BACA JUGA: Perempuan dan Perubahan Iklim

Sebagai masyarakat, skenario yang agaknya sedikit menakutkan tersebut tentu wajib untuk diikuti walaupun penuh dengan keraguan. Wajar jika masyarakat punya keraguan, lihat saja, dengan penerapan pembatasan sosial berskala besar (PSBB) dan anjuran bekerja dari rumah, jumlah penderita Covid-19 meningkat signifikan. Sederhananya, penerapan skenario normal baru harus berpatokan kepada tren penurunan jumlah pasien terinfeksi atau juga jumlah pasien yang tidak lagi bertambah, bukan karena jenuh dengan PSBB yang selama ini menekan perekonomian.

Tidak habis dengan jurus berdamai ala normal baru, pemerintah dan para pemangku kepentingan juga gencar mendorong pembahasan RUU Omnibus Law Cipta Kerja yang nyatanya tidak berpihak kepada kepentingan lingkungan.

Madani Berkelanjutan memproyeksi 5 kemungkinan besar yang terjadi terhadap hutan alam dan komitmen iklim Indonesia akibat dari implementasi RUU Cipta Kerja nantinya. Pertama, lima provinsi di Indonesia yakni Riau (2032), Sumatera Selatan dan Jambi (2038), Bangka Belitung (2054), dan Jawa Tengah (2056). Kedua, Tujuh Provinsi yakni Kalimantan Selatan dan Jambi (2020), Sumatera Barat (2030), Kalimantan Barat (2032), Aceh dan Nusa Tenggara Barat (2038), dan Kalimantan Tengah (2056), terancam kehilangan hutan alam di luar area Peta Indikatif Penundaan Pemberian Izin Baru (PIPPIB).

Ketiga, target Nationally Determined Contribution (NDC) terancam tidak tercapai. Jika nilai rata-rata laju deforestasi sebesar 688.844,52 hektar/tahun terjadi secara linear hingga 2030, maka target NDC dari pengurangan deforestasi akan gagal tercapai dengan kuota deforestasi sebesar 3.250.000 ha pada 2020-2030 terlampaui pada 2025.

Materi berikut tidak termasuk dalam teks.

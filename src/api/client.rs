//! Authentication client.
//!
//! `AuthClient` owns the HTTP client, the session, and the email transform.
//! Issuing flows POST directly to their endpoints (no access token exists
//! yet); everything else goes through [`AuthClient::dispatch`], which attaches
//! the bearer token and renews the session on a 401 with exactly one retry.

use std::sync::Arc;
use std::time::Duration;

use reqwest::header::{self, HeaderMap, HeaderValue};
use reqwest::{Client, Method, Response, StatusCode};
use serde::Deserialize;
use serde_json::json;
use tracing::{debug, warn};

use crate::auth::{CredentialStore, Session, SessionTokens};
use crate::config::Config;
use crate::crypto::EmailCipher;
use crate::models::{AuthResponse, User};

use super::AuthError;

/// HTTP request timeout in seconds.
/// 30s allows for slow auth responses while failing fast enough for good UX.
const REQUEST_TIMEOUT_SECS: u64 = 30;

/// Caller-supplied pieces of a dispatched request. Caller headers win over
/// the fixed content-type and bearer headers on key collision.
#[derive(Debug, Default)]
pub struct RequestOptions {
    pub headers: HeaderMap,
    pub body: Option<serde_json::Value>,
}

#[derive(Deserialize)]
struct ErrorBody {
    error: Option<String>,
}

#[derive(Deserialize)]
struct MeResponse {
    user: User,
}

/// Client for the authentication service.
/// Clone is cheap - reqwest::Client pools connections behind an Arc, and the
/// session shares its store the same way.
#[derive(Clone)]
pub struct AuthClient {
    client: Client,
    config: Config,
    session: Session,
    cipher: Arc<dyn EmailCipher>,
}

impl AuthClient {
    /// Create a client over the given store and email transform.
    pub fn new(
        config: Config,
        store: Arc<dyn CredentialStore>,
        cipher: Arc<dyn EmailCipher>,
    ) -> Result<Self, AuthError> {
        let client = Client::builder()
            .timeout(Duration::from_secs(REQUEST_TIMEOUT_SECS))
            .build()?;

        Ok(Self {
            client,
            config,
            session: Session::new(store),
            cipher,
        })
    }

    /// The session this client maintains. Useful for expiry checks and for
    /// reading the cached profile without a network call.
    pub fn session(&self) -> &Session {
        &self.session
    }

    // ===== Issuing flows =====
    //
    // Each flow POSTs directly to its endpoint - never through the
    // dispatcher, since no usable access token exists yet - and normalizes
    // the response to `AuthResponse` before persisting.

    /// Email/password signup.
    pub async fn signup(
        &self,
        email: &str,
        password: &str,
        name: &str,
    ) -> Result<AuthResponse, AuthError> {
        let email = self.cipher.encrypt(email)?;
        let body = json!({ "email": email, "password": password, "name": name });
        self.issue("signup", body, "Signup failed").await
    }

    /// Email/password login.
    pub async fn login(
        &self,
        email: &str,
        password: &str,
        remember_me: bool,
    ) -> Result<AuthResponse, AuthError> {
        let email = self.cipher.encrypt(email)?;
        let body = json!({ "email": email, "password": password, "rememberMe": remember_me });
        self.issue("login", body, "Login failed").await
    }

    /// OAuth login. The provider token is opaque and passes through
    /// untouched.
    pub async fn google_login(
        &self,
        provider_token: &str,
        remember_me: bool,
    ) -> Result<AuthResponse, AuthError> {
        let body = json!({ "token": provider_token, "rememberMe": remember_me });
        self.issue("google", body, "Google login failed").await
    }

    /// Pre-shared-credential login (server-side fixed password).
    pub async fn hardcoded_login(
        &self,
        email: &str,
        remember_me: bool,
    ) -> Result<AuthResponse, AuthError> {
        let email = self.cipher.encrypt(email)?;
        let body = json!({ "email": email, "rememberMe": remember_me });
        self.issue("hardcoded-login", body, "Hardcoded login failed")
            .await
    }

    /// Shared tail of every issuing flow: POST the body, surface the
    /// server's rejection message, persist the pair, cache the profile.
    /// Logging happens here once rather than per flow.
    async fn issue(
        &self,
        endpoint: &str,
        body: serde_json::Value,
        fallback: &str,
    ) -> Result<AuthResponse, AuthError> {
        let url = self.config.endpoint(endpoint);
        let response = self
            .client
            .post(&url)
            .header(header::CONTENT_TYPE, "application/json")
            .json(&body)
            .send()
            .await?;

        if !response.status().is_success() {
            let status = response.status();
            let message = response
                .json::<ErrorBody>()
                .await
                .ok()
                .and_then(|body| body.error)
                .unwrap_or_else(|| fallback.to_string());
            warn!(endpoint, %status, message, "Issuing request rejected");
            return Err(AuthError::rejected(message));
        }

        let data: AuthResponse = response.json().await?;
        self.session.persist(&SessionTokens {
            access_token: data.token.clone(),
            refresh_token: data.refresh_token.clone(),
        });
        self.session.cache_user(&data.user);
        debug!(endpoint, user_id = %data.user.id, "Session issued");
        Ok(data)
    }

    // ===== Session maintenance =====

    /// Exchange the stored refresh token for a new pair.
    ///
    /// Returns false without a network call when no refresh token is stored.
    /// Refresh tokens are single-attempt: any rejection, transport error, or
    /// parse error clears the session and returns false. Never errors.
    pub async fn refresh(&self) -> bool {
        let Some(refresh_token) = self.session.refresh_token() else {
            debug!("No refresh token stored, skipping refresh");
            return false;
        };

        let url = self.config.endpoint("refresh");
        let body = json!({ "refreshToken": refresh_token });

        let result = async {
            let response = self.client.post(&url).json(&body).send().await?;
            if !response.status().is_success() {
                return Ok::<_, reqwest::Error>(None);
            }
            Ok(Some(response.json::<AuthResponse>().await?))
        }
        .await;

        match result {
            Ok(Some(data)) => {
                self.session.persist(&SessionTokens {
                    access_token: data.token,
                    refresh_token: data.refresh_token,
                });
                debug!("Session refreshed");
                true
            }
            Ok(None) => {
                warn!("Refresh rejected by server, clearing session");
                self.session.clear();
                false
            }
            Err(error) => {
                warn!(%error, "Refresh request failed, clearing session");
                self.session.clear();
                false
            }
        }
    }

    /// Best-effort server-side logout, then unconditional local clear.
    /// Local state is always cleared regardless of server reachability.
    pub async fn logout(&self) {
        let url = self.config.endpoint("logout");
        match self.dispatch(Method::POST, &url, RequestOptions::default()).await {
            Ok(response) if !response.status().is_success() => {
                debug!(status = %response.status(), "Logout rejected by server");
            }
            Err(error) => {
                warn!(%error, "Logout request failed, clearing session anyway");
            }
            Ok(_) => {}
        }
        self.session.clear();
    }

    /// Fetch the current user through the dispatcher, caching the profile
    /// on success. Any failure - rejection, transport, parse - yields `None`;
    /// this call backs soft session checks and must not propagate errors.
    pub async fn current_user(&self) -> Option<User> {
        let url = self.config.endpoint("me");
        let response = match self.dispatch(Method::GET, &url, RequestOptions::default()).await {
            Ok(response) => response,
            Err(error) => {
                debug!(%error, "Current user request failed");
                return None;
            }
        };

        if !response.status().is_success() {
            debug!(status = %response.status(), "Current user rejected");
            return None;
        }

        match response.json::<MeResponse>().await {
            Ok(body) => {
                self.session.cache_user(&body.user);
                Some(body.user)
            }
            Err(error) => {
                debug!(%error, "Failed to parse current user response");
                None
            }
        }
    }

    // ===== Dispatcher =====

    /// Perform an authenticated request.
    ///
    /// Attaches the current access token as a bearer header when one exists.
    /// On a 401, refreshes the session and re-issues the request exactly once
    /// with the newly persisted token, returning whatever the second attempt
    /// produces. If the refresh fails, the original 401 response is returned
    /// unmodified. The retry is bounded at one to avoid looping against a
    /// server that keeps rejecting.
    pub async fn dispatch(
        &self,
        method: Method,
        url: &str,
        options: RequestOptions,
    ) -> Result<Response, AuthError> {
        let response = self
            .send(method.clone(), url, &options, self.session.access_token())
            .await?;

        if response.status() != StatusCode::UNAUTHORIZED {
            return Ok(response);
        }

        debug!(url, "Unauthorized response, attempting token refresh");
        if !self.refresh().await {
            warn!(url, "Token refresh failed, surfacing original response");
            return Ok(response);
        }

        self.send(method, url, &options, self.session.access_token())
            .await
    }

    async fn send(
        &self,
        method: Method,
        url: &str,
        options: &RequestOptions,
        token: Option<String>,
    ) -> Result<Response, AuthError> {
        let mut headers = HeaderMap::new();
        headers.insert(header::CONTENT_TYPE, HeaderValue::from_static("application/json"));
        if let Some(token) = token {
            headers.insert(
                header::AUTHORIZATION,
                HeaderValue::from_str(&format!("Bearer {}", token))?,
            );
        }
        // Caller headers last so they win on collision
        for (name, value) in options.headers.iter() {
            headers.insert(name, value.clone());
        }

        let mut request = self.client.request(method, url);
        if let Some(ref body) = options.body {
            request = request.json(body);
        }
        // Headers go on after the body: .json() sets its own content-type,
        // and the merged map must win
        Ok(request.headers(headers).send().await?)
    }
}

Keempat, kesempatan untuk menyelamatkan hutan alam seluas 3,4 juta hektare yang saat ini terlanjur berada dalam izin perkebunan sawit dalam momentum moratorium sawit akan hilang. Kelima, tutupan hutan alam di 45 DAS terbesar di Papua Barat pada 2058 terancam turun hingga 0-20 persen jika Peta Indikatif Areal Perhutanan Sosial (PIAPS) dan PIPPIB gagal dilindungi.

Dengan kondisi yang begitu mengancam, sudah seharusnyalah pandemi yang begitu mengancam bukan hanya dihadapi dengan jurus-jurus kepentingan ekonomi, akan tetapi juga dengan jurus ampuh untuk menyelamatkan lingkungan. Oleh karena itu, sudah saatnya pemerintah mendorong mekanisme, grand design, dan road map pembangunan ekonomi tanpa merusak lingkungan.

Sudah saatnya, pemerintah menatap jauh kedepan dengan penuh optimis, dan penuh tanggung jawab. Pasalnya, di masa yang akan datang ancaman yang lebih besar bisa saja menghampiri, krisis iklim dan segudang permasalahan yang begitu kompleks sudah menunggu di depan mata. Bukankah Covid-19 yang saat ini sedang menggerogoti dunia terdorong dan semakin menjadi-jadi salah satunya diakibatkan oleh krisis iklim yang tidak terelakkan lagi?